Au son des klaxons des tracteurs, au milieu des feux d’artifice et des explosions de pétards agricoles, des milliers d’agriculteur·ices convergent en direction du quartier européen, à Bruxelles (Belgique), ce jeudi.
La mobilisation est une démonstration de force : 10 000 agriculteur·ices de 25 pays européens sont présent·es, dont 4 000 Français·es, selon les chiffres de la puissante Fédération nationale des syndicats d’exploitants agricoles (FNSEA). «Je n’avais jamais vu ça», reconnaît Daniel Coulonval, président de la Fédération wallonne de l’agriculture.
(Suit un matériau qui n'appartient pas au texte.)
use crate::agents::{
    AggregateOutcome, ChangeAggregator, ChartScannerAgent, PublishDriver, PublishReport,
    ScanOptions,
};
use crate::config::{PublishConfig, UpdateRequest};
use crate::error::{ChartBumpError, Result};
use crate::repository::{RemoteRepository, RepoCoordinates, RepositoryFactory};
use crate::utils::actions::ActionsHost;
use crate::utils::path_validator::PathValidator;
use colored::Colorize;
use std::collections::BTreeSet;
use std::fmt::Write as _;
use std::path::Path;
use std::sync::Arc;
use tracing::info;

/// Remote-side inputs of the `update` command.
#[derive(Debug, Clone)]
pub struct RemoteOptions {
    pub token: Option<String>,
    pub repository: Option<String>,
    pub base_branch: String,
    pub api_url: String,
    pub reset_existing_branch: bool,
}

/// How an update run ended.
#[derive(Debug)]
pub enum UpdateOutcome {
    NoUpdateNeeded,
    Published(PublishReport),
}

/// Execute the update workflow - patch, commit to a new branch, open a pull request
pub fn execute_update<P: AsRef<Path>>(
    workspace: P,
    request: UpdateRequest,
    remote_options: RemoteOptions,
    host: &ActionsHost,
) -> Result<()> {
    println!(
        "{}",
        format!(
            "Updating {} to {} in chart descriptors...",
            request.dependency, request.version
        )
        .cyan()
        .bold()
    );

    // All inputs are checked before the first remote call.
    request.validate()?;
    let workspace = PathValidator::validate_workspace_path(workspace)?;
    let token = remote_options
        .token
        .filter(|token| !token.trim().is_empty())
        .ok_or_else(|| {
            ChartBumpError::InputValidation(
                "an API token is required (--token or GITHUB_TOKEN)".to_string(),
            )
        })?;
    let coordinates = resolve_repository(
        remote_options.repository,
        std::env::var("GITHUB_REPOSITORY").ok(),
    )?;
    if remote_options.base_branch.trim().is_empty() {
        return Err(ChartBumpError::InputValidation(
            "base branch must not be empty".to_string(),
        ));
    }

    println!("   Target repository: {}", coordinates.to_string().bright_cyan());
    let remote = RepositoryFactory::create_github(&remote_options.api_url, &token, coordinates)?;
    let config = PublishConfig::new(remote_options.base_branch.trim())
        .with_reset_existing_branch(remote_options.reset_existing_branch);

    match run_update(&workspace, &request, remote, config, host)? {
        UpdateOutcome::NoUpdateNeeded => Ok(()),
        UpdateOutcome::Published(report) => {
            report_outputs(&request, &report, host)?;
            Ok(())
        }
    }
}

/// Scan, aggregate and publish against an already constructed remote.
pub fn run_update(
    workspace: &Path,
    request: &UpdateRequest,
    remote: Arc<dyn RemoteRepository>,
    config: PublishConfig,
    host: &ActionsHost,
) -> Result<UpdateOutcome> {
    let outcome = scan_and_aggregate(workspace, request, true, host)?;

    if outcome.is_empty() {
        let message = format!(
            "No update needed: no descriptor pins {} to a version other than {}",
            request.dependency, request.version
        );
        println!("\n{}", message.yellow());
        host.notice(&message);
        return Ok(UpdateOutcome::NoUpdateNeeded);
    }

    println!(
        "\n{}",
        format!(
            "3. Publishing {} file(s) against base branch '{}'...",
            outcome.file_changes.len(),
            config.base_branch
        )
        .yellow()
    );
    let driver = PublishDriver::new(remote, config);
    let report = driver.publish(&outcome, request)?;

    println!("{}", format!("✓ Branch {} created", report.branch).green());
    for failure in &report.failed {
        let message = format!(
            "{} was not committed: {}",
            failure.relative_path, failure.reason
        );
        println!("   {} {}", "!".red().bold(), message);
        host.warning(&message);
    }
    println!(
        "{}",
        format!(
            "✓ Opened pull request #{}: {}",
            report.pull_request.number, report.pull_request.html_url
        )
        .green()
    );

    print_update_summary(request, &outcome, &report);
    Ok(UpdateOutcome::Published(report))
}

/// Execute the check workflow - report would-be changes without writing anything
pub fn execute_check<P: AsRef<Path>>(
    workspace: P,
    request: UpdateRequest,
    host: &ActionsHost,
) -> Result<()> {
    println!(
        "{}",
        format!(
            "Checking {} against {} in chart descriptors...",
            request.dependency, request.version
        )
        .cyan()
        .bold()
    );

    request.validate()?;
    let workspace = PathValidator::validate_workspace_path(workspace)?;
    let outcome = scan_and_aggregate(&workspace, &request, false, host)?;

    if outcome.is_empty() {
        println!("\n{}", "No update needed".yellow());
        return Ok(());
    }

    println!("\n{}", "Pending changes:".cyan().bold());
    for change in &outcome.file_changes {
        println!(
            "  • {} {} → {}",
            change.relative_path.white().bold(),
            change.old_version.as_deref().unwrap_or("(unset)").red(),
            request.version.green()
        );
    }
    Ok(())
}

fn scan_and_aggregate(
    workspace: &Path,
    request: &UpdateRequest,
    write_back: bool,
    host: &ActionsHost,
) -> Result<AggregateOutcome> {
    println!("\n{}", "1. Scanning chart directories...".yellow());
    let scanner = ChartScannerAgent::new(workspace);
    let entries = scanner.scan(&ScanOptions::from(request))?;
    println!("   Found {} descriptor file(s)", entries.len());

    println!("\n{}", "2. Checking descriptors...".yellow());
    let outcome = ChangeAggregator::new(workspace)
        .with_write_back(write_back)
        .aggregate(&entries, &request.dependency, &request.version);

    for skipped in &outcome.skipped {
        let message = format!("Skipped {}: {}", skipped.relative_path, skipped.reason);
        println!("   {} {}", "!".yellow().bold(), message);
        host.warning(&message);
    }
    println!(
        "{}",
        format!(
            "✓ {} file(s) in {} director(ies) need an update",
            outcome.file_changes.len(),
            outcome.changed_directories.len()
        )
        .green()
    );
    info!(
        changed = outcome.file_changes.len(),
        skipped = outcome.skipped.len(),
        "descriptors checked"
    );

    Ok(outcome)
}

/// Picks the explicit `owner/name`, else the host-provided current repository.
pub fn resolve_repository(
    explicit: Option<String>,
    current: Option<String>,
) -> Result<RepoCoordinates> {
    let value = explicit
        .filter(|value| !value.trim().is_empty())
        .or(current.filter(|value| !value.trim().is_empty()))
        .ok_or_else(|| {
            ChartBumpError::InputValidation(
                "target repository is required (--repository or GITHUB_REPOSITORY)".to_string(),
            )
        })?;
    value.parse()
}

fn print_update_summary(
    request: &UpdateRequest,
    outcome: &AggregateOutcome,
    report: &PublishReport,
) {
    println!("\n{}", "Update Summary:".cyan().bold());
    let directories: Vec<&str> = outcome
        .changed_directories
        .iter()
        .map(String::as_str)
        .collect();
    println!(
        "{}",
        format!(
            "Updated {} to {} in: {}",
            request.dependency,
            request.version,
            directories.join(", ")
        )
        .green()
    );

    if report.is_partial() {
        println!(
            "{}",
            format!(
                "{} of {} file(s) could not be committed; the pull request is incomplete",
                report.failed.len(),
                report.failed.len() + report.committed.len()
            )
            .red()
            .bold()
        );
    }
}

fn report_outputs(
    request: &UpdateRequest,
    report: &PublishReport,
    host: &ActionsHost,
) -> Result<()> {
    host.set_output("branch", &report.branch)?;
    host.set_output("pull-request-url", &report.pull_request.html_url)?;
    host.set_output(
        "pull-request-number",
        &report.pull_request.number.to_string(),
    )?;

    let directories: Vec<String> = report
        .committed
        .iter()
        .filter_map(|path| path.rsplit_once('/').map(|(dir, _)| dir.to_string()))
        .collect::<BTreeSet<_>>()
        .into_iter()
        .collect();
    host.set_output("updated-directories", &directories.join("\n"))?;

    let mut summary = format!(
        "### {} → {}\n\nPull request: [#{}]({})\n\n",
        request.dependency,
        request.version,
        report.pull_request.number,
        report.pull_request.html_url
    );
    for path in &report.committed {
        let _ = writeln!(summary, "- `{path}`");
    }
    for failure in &report.failed {
        let _ = writeln!(
            summary,
            "- `{}` (not committed: {})",
            failure.relative_path, failure.reason
        );
    }
    host.append_summary(&summary)
}
#[cfg(test)]
mod tests {
    use super::*;
    use crate::config::BotIdentity;
    use mockito::{Matcher, Server};
    use serde_json::json;

    fn client(server: &Server) -> GitHubClient {
        GitHubClient::new(&server.url(), "secret", RepoCoordinates::new("acme", "charts")).unwrap()
    }

    #[test]
    fn rejects_invalid_scheme() {
        let err = GitHubClient::validate_api_url("ftp://example.com").unwrap_err();
        assert!(matches!(err, ChartBumpError::InputValidation(_)));
    }

    #[test]
    fn rejects_empty_token() {
        let result = GitHubClient::new(
            "https://api.github.com",
            " ",
            RepoCoordinates::new("acme", "charts"),
        );
        assert!(matches!(result, Err(ChartBumpError::InputValidation(_))));
    }

    #[test]
    fn endpoint_keeps_enterprise_prefix_and_escapes_segments() {
        let client = GitHubClient::new(
            "https://ghe.example.com/api/v3/",
            "secret",
            RepoCoordinates::new("acme", "charts"),
        )
        .unwrap();
        let url = client.endpoint(&["contents", "svc a/Chart.yaml"]).unwrap();
        assert_eq!(
            url.as_str(),
            "https://ghe.example.com/api/v3/repos/acme/charts/contents/svc%20a/Chart.yaml"
        );
    }

    #[test]
    fn get_ref_returns_commit_sha() {
        let mut server = Server::new();
        let mock = server
            .mock("GET", "/repos/acme/charts/git/ref/heads/master")
            .match_header("authorization", "Bearer secret")
            .match_header("accept", "application/vnd.github+json")
            .with_status(200)
            .with_body(json!({"ref": "refs/heads/master", "object": {"sha": "abc123"}}).to_string())
            .create();

        assert_eq!(client(&server).get_ref("heads/master").unwrap(), "abc123");
        mock.assert();
    }

    #[test]
    fn get_ref_maps_not_found_to_remote_error() {
        let mut server = Server::new();
        server
            .mock("GET", "/repos/acme/charts/git/ref/heads/missing")
            .with_status(404)
            .with_body(json!({"message": "Not Found"}).to_string())
            .create();

        let err = client(&server).get_ref("heads/missing").unwrap_err();
        match err {
            ChartBumpError::RemoteApi {
                operation,
                status,
                message,
            } => {
                assert_eq!(operation, "get-ref");
                assert_eq!(status, Some(404));
                assert_eq!(message, "Not Found");
            }
            other => panic!("unexpected error: {other:?}"),
        }
    }

    #[test]
    fn create_ref_posts_full_reference() {
        let mut server = Server::new();
        let mock = server
            .mock("POST", "/repos/acme/charts/git/refs")
            .match_body(Matcher::Json(json!({"ref": "refs/heads/update/db-1.1.0", "sha": "abc123"})))
            .with_status(201)
            .with_body("{}")
            .create();

        client(&server)
            .create_ref("heads/update/db-1.1.0", "abc123")
            .unwrap();
        mock.assert();
    }

    #[test]
    fn create_ref_conflict_is_detectable() {
        let mut server = Server::new();
        server
            .mock("POST", "/repos/acme/charts/git/refs")
            .with_status(422)
            .with_body(json!({"message": "Reference already exists"}).to_string())
            .create();

        let err = client(&server).create_ref("heads/x", "abc").unwrap_err();
        assert!(err.is_conflict());
    }

    #[test]
    fn update_ref_patches_with_force() {
        let mut server = Server::new();
        let mock = server
            .mock("PATCH", "/repos/acme/charts/git/refs/heads/update/db-1.1.0")
            .match_body(Matcher::Json(json!({"sha": "abc123", "force": true})))
            .with_status(200)
            .with_body("{}")
            .create();

        client(&server)
            .update_ref("heads/update/db-1.1.0", "abc123", true)
            .unwrap();
        mock.assert();
    }

    #[test]
    fn get_file_sha_returns_none_when_missing() {
        let mut server = Server::new();
        server
            .mock("GET", "/repos/acme/charts/contents/svc/Chart.yaml")
            .match_query(Matcher::UrlEncoded("ref".into(), "update/db".into()))
            .with_status(404)
            .with_body(json!({"message": "Not Found"}).to_string())
            .create();

        assert_eq!(
            client(&server)
                .get_file_sha("svc/Chart.yaml", "update/db")
                .unwrap(),
            None
        );
    }

    #[test]
    fn get_file_sha_reads_blob_sha() {
        let mut server = Server::new();
        server
            .mock("GET", "/repos/acme/charts/contents/svc/Chart.yaml")
            .match_query(Matcher::UrlEncoded("ref".into(), "update/db".into()))
            .with_status(200)
            .with_body(json!({"type": "file", "sha": "blob1"}).to_string())
            .create();

        assert_eq!(
            client(&server)
                .get_file_sha("svc/Chart.yaml", "update/db")
                .unwrap()
                .as_deref(),
            Some("blob1")
        );
    }

    #[test]
    fn put_file_sends_base64_content_and_identity() {
        let mut server = Server::new();
        let identity = BotIdentity::default();
        let mock = server
            .mock("PUT", "/repos/acme/charts/contents/svc/Chart.yaml")
            .match_body(Matcher::PartialJson(json!({
                "message": "bump",
                "content": STANDARD.encode("version: 1.1.0\n"),
                "branch": "update/db",
                "sha": "blob1",
                "committer": {"name": identity.name, "email": identity.email},
                "author": {"name": identity.name, "email": identity.email},
            })))
            .with_status(200)
            .with_body(json!({"content": {}, "commit": {"sha": "commit1"}}).to_string())
            .create();

        let write = FileWrite {
            path: "svc/Chart.yaml",
            content: "version: 1.1.0\n",
            message: "bump",
            branch: "update/db",
            sha: Some("blob1"),
            identity: &identity,
        };
        assert_eq!(client(&server).put_file(&write).unwrap(), "commit1");
        mock.assert();
    }

    #[test]
    fn create_pull_request_returns_number_and_url() {
        let mut server = Server::new();
        server
            .mock("POST", "/repos/acme/charts/pulls")
            .match_body(Matcher::Json(json!({
                "title": "[chartbump] Update db to 1.1.0",
                "body": "body",
                "head": "update/db-1.1.0",
                "base": "master",
            })))
            .with_status(201)
            .with_body(json!({"number": 7, "html_url": "https://github.com/acme/charts/pull/7"}).to_string())
            .create();

        let pull = client(&server)
            .create_pull_request(&PullRequestDraft {
                title: "[chartbump] Update db to 1.1.0",
                body: "body",
                head: "update/db-1.1.0",
                base: "master",
            })
            .unwrap();
        assert_eq!(pull.number, 7);
        assert_eq!(pull.html_url, "https://github.com/acme/charts/pull/7");
    }
}
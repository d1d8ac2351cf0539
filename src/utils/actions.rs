use crate::error::{ChartBumpError, Result};
use std::fs::OpenOptions;
use std::io::Write;
use std::path::PathBuf;

const OUTPUT_DELIMITER: &str = "CHARTBUMP_EOF";

/// Workflow-command channel to the CI host (annotations, step outputs, job summary).
///
/// Outside a GitHub Actions runner every method is a no-op.
#[derive(Debug, Clone, Default)]
pub struct ActionsHost {
    enabled: bool,
    output_file: Option<PathBuf>,
    summary_file: Option<PathBuf>,
}

impl ActionsHost {
    pub fn from_env() -> Self {
        let file_var = |name: &str| {
            std::env::var_os(name)
                .filter(|value| !value.is_empty())
                .map(PathBuf::from)
        };

        Self {
            enabled: std::env::var("GITHUB_ACTIONS").is_ok_and(|value| value == "true"),
            output_file: file_var("GITHUB_OUTPUT"),
            summary_file: file_var("GITHUB_STEP_SUMMARY"),
        }
    }

    #[cfg(test)]
    pub fn with_files(output_file: Option<PathBuf>, summary_file: Option<PathBuf>) -> Self {
        Self {
            enabled: true,
            output_file,
            summary_file,
        }
    }

    pub fn notice(&self, message: &str) {
        self.command("notice", message);
    }

    pub fn warning(&self, message: &str) {
        self.command("warning", message);
    }

    pub fn error(&self, message: &str) {
        self.command("error", message);
    }

    fn command(&self, level: &str, message: &str) {
        if self.enabled {
            println!("{}", format_command(level, message));
        }
    }

    /// Appends `name` to the step outputs file, using the heredoc form so values may span lines.
    pub fn set_output(&self, name: &str, value: &str) -> Result<()> {
        let Some(path) = &self.output_file else {
            return Ok(());
        };

        if value.lines().any(|line| line == OUTPUT_DELIMITER) {
            return Err(ChartBumpError::InputValidation(format!(
                "output '{name}' contains the reserved delimiter"
            )));
        }

        let mut file = OpenOptions::new().create(true).append(true).open(path)?;
        writeln!(file, "{name}<<{OUTPUT_DELIMITER}")?;
        writeln!(file, "{value}")?;
        writeln!(file, "{OUTPUT_DELIMITER}")?;
        Ok(())
    }

    pub fn append_summary(&self, markdown: &str) -> Result<()> {
        let Some(path) = &self.summary_file else {
            return Ok(());
        };

        let mut file = OpenOptions::new().create(true).append(true).open(path)?;
        writeln!(file, "{markdown}")?;
        Ok(())
    }
}

fn format_command(level: &str, message: &str) -> String {
    let escaped = message
        .replace('%', "%25")
        .replace('\r', "%0D")
        .replace('\n', "%0A");
    format!("::{level}::{escaped}")
}
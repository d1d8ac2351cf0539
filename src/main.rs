mod agents;
mod cli;
mod config;
mod error;
mod repository;
mod utils;
mod workflow;

use clap::Parser;
use cli::{Cli, Commands};
use colored::Colorize;
use std::process;
use tracing_subscriber::EnvFilter;
use utils::actions::ActionsHost;
use workflow::RemoteOptions;

fn init_tracing(log_filter: &str, verbose: bool) {
    let directives = if verbose {
        format!("{log_filter},chartbump=debug")
    } else {
        log_filter.to_string()
    };
    let filter = EnvFilter::try_new(&directives).unwrap_or_else(|_| EnvFilter::new("chartbump=info"));

    let _ = tracing_subscriber::fmt()
        .with_env_filter(filter)
        .with_writer(std::io::stderr)
        .with_target(false)
        .try_init();
}

fn main() {
    let cli = Cli::parse();
    init_tracing(&cli.log_filter, cli.verbose);
    let host = ActionsHost::from_env();

    let result = match cli.command {
        Commands::Update {
            target,
            token,
            repository,
            base_branch,
            api_url,
            reset_existing_branch,
        } => workflow::execute_update(
            &cli.path,
            target.into(),
            RemoteOptions {
                token,
                repository,
                base_branch,
                api_url,
                reset_existing_branch,
            },
            &host,
        ),
        Commands::Check { target } => workflow::execute_check(&cli.path, target.into(), &host),
    };

    if let Err(e) = result {
        eprintln!("{} {}", "Error:".red().bold(), e);
        host.error(&e.to_string());
        process::exit(1);
    }
}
À l’initiative de ce raout : le Copa-Cogeca, le plus important syndicat d’agriculteur·ices et de coopératives agricoles au niveau européen, dont la FNSEA est membre. Derrière ce nom se cache le lobby agricole le plus influent d’Europe.

À quelques jours de Noël, toutes et tous sont venu·es exprimer un ras-le-bol contre les politiques européennes, accusées de «mettre à genoux l’agriculture», selon Hervé Lapie, secrétaire général de la FNSEA, syndicat agricole majoritaire en France. «L’agriculture a rendez-vous avec son histoire européenne», annonçait-on dans les rangs des présidents des organisations agricoles adhérentes du Copa-Cogeca.
À un peu plus d’un kilomètre de là, les 27 chef·fes d’États de l’Union européenne (UE) sont réuni·es pour un sommet européen qualifié de «crucial» par la présidente de la Commission européenne, Ursula von der Leyen. Cette rencontre, qui se poursuit ce vendredi 19 décembre, est un bras de fer autour du très controversé accord de libre-échange entre l’UE et les pays du Mercosur (Brésil, Argentine, Uruguay, Paraguay et Bolivie).
Alors qu’Ursula von der Leyen souhaitait initialement ratifier le traité dès samedi, elle a finalement reporté sa signature à janvier, face à l’opposition de la France et de l’Italie. Pour que la position de Paris évolue d’ici là, il faudrait que le texte «change de nature», a déclaré Emmanuel Macron dans la soirée de jeudi.
«Tout le monde va mal dans l’agriculture»
Cet accord est l’épicentre de la colère agricole. En négociation depuis un quart de siècle, il vise à créer une zone de libre-échange entre plusieurs pays d’Amérique latine et l’UE. Son point noir ? L’ouverture des vannes à une importation massive de produits – notamment de la viande bovine – non soumis aux mêmes exigences sanitaires, sociales et environnementales que celles en vigueur de l’UE.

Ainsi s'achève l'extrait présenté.